Public Utilities Board

Agency overview
- Formed: 1 May 1963; 63 years ago (as PUB) 1 October 1995; 30 years ago (as PUB) 1 April 2001; 25 years ago (as PUB, Singapore's National Water Agency)
- Superseding agencies: SP Group (corporatised); Energy Market Authority (for electricity and gas supplies);
- Jurisdiction: Government of Singapore
- Headquarters: 40 Scotts Road, Environment Building #22-01, Singapore 228231;
- Agency executives: Chan Lai Fung, Chairman; Ong Tze Chin, Chief Executive;
- Parent agency: Ministry of Sustainability and the Environment
- Website: Official website
- Agency ID: T08GB0045L

= Public Utilities Board =

Government agency in charge of water supply

The Public Utilities Board, abbreviated as PUB, is a statutory board under the Ministry of Sustainability and the Environment of the Government of Singapore responsible for ensuring a sustainable and efficient water supply in Singapore.

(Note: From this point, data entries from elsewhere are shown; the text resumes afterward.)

//! Protocol error types.

use thiserror::Error;

/// Errors that can occur while decoding payloads.
#[derive(Debug, Error)]
pub enum ProtocolError {
    #[error("Invalid JSON: {0}")]
    InvalidJson(#[from] serde_json::Error),

    #[error("Expected a JSON object at the top level, found {0}")]
    NotAnObject(&'static str),

    #[error("Invalid manifest: {0}")]
    InvalidManifest(String),
}

/// Name of a JSON value's kind, for error messages.
pub(crate) fn kind_of(value: &serde_json::Value) -> &'static str {
    match value {
        serde_json::Value::Null => "null",
        serde_json::Value::Bool(_) => "a boolean",
        serde_json::Value::Number(_) => "a number",
        serde_json::Value::String(_) => "a string",
        serde_json::Value::Array(_) => "an array",
        serde_json::Value::Object(_) => "an object",
    }
}
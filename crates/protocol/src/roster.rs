//! Chat roster snapshots.

use indexmap::IndexMap;
use serde_json::Value;

use crate::ProtocolError;

/// Participants grouped by membership tag, in the order the source listed
/// the groups.
pub type RosterGroups = IndexMap<String, Vec<String>>;

/// A decoded roster snapshot.
#[derive(Debug, Clone, Default, PartialEq, Eq)]
pub struct RosterSnapshot {
    /// Tag group name -> participant identifiers.
    pub groups: RosterGroups,
    /// Set when the payload was valid JSON but did not carry a usable
    /// `chatters` object. The snapshot is empty in that case.
    pub malformed: bool,
}

impl RosterSnapshot {
    pub fn new(groups: RosterGroups) -> Self {
        Self {
            groups,
            malformed: false,
        }
    }

    /// Decode a roster endpoint response.
    ///
    /// Only invalid JSON is an error. A payload without a `chatters` object
    /// decodes to an empty, `malformed` snapshot; groups that are not arrays
    /// are dropped and non-string entries inside a group are ignored.
    pub fn from_json(text: &str) -> Result<Self, ProtocolError> {
        let value: Value = serde_json::from_str(text)?;

        let Some(Value::Object(chatters)) = value.get("chatters") else {
            return Ok(Self {
                groups: RosterGroups::new(),
                malformed: true,
            });
        };

        let mut groups = RosterGroups::with_capacity(chatters.len());
        let mut malformed = false;
        for (tag, members) in chatters {
            match members {
                Value::Array(items) => {
                    let ids = items
                        .iter()
                        .filter_map(|item| item.as_str().map(str::to_string))
                        .collect::<Vec<_>>();
                    if ids.len() != items.len() {
                        malformed = true;
                    }
                    groups.insert(tag.clone(), ids);
                }
                _ => malformed = true,
            }
        }

        Ok(Self { groups, malformed })
    }

    /// Total number of entries across all groups, duplicates included.
    pub fn entry_count(&self) -> usize {
        self.groups.values().map(Vec::len).sum()
    }
}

PUB regulates and oversees the country's entire water supply system, which comprises the water catchment systems, drainage systems, water works, pipeline network, water reclamation plants and sewage systems. In April 2020, PUB was also appointed Singapore's National Coastal Protection Agency.

The nation's demand for water is about 400 e6impgal a day, with homes and non-domestic sectors consumption forming 45% and 55% of the demand respectively, and expected to double by 2060. PUB is set to meet 80% of this demand through its NEWater and desalination technologies.

PUB's watershed management and treatment processes has ensured a continuous supply of clean and quality water for Singaporeans over the last four decades. The nation's clean and drinkable 'tap water' across the island exceeds the drinking water standards set by the World Health Organization. Singapore is named the top Asian city in water sustainability development in 2015, with the nation boasting the highest drinking water and sanitation standards in the region.

==History==
The PUB is the statutory board of then Ministry of the Environment and Water Resources responsible for acquiring, producing, disseminating and reclaiming water to ensure a sustainable and efficient water supply for Singapore. It has also been known as the National Water Agency, after it stopped facilitating the supply of electricity and gas.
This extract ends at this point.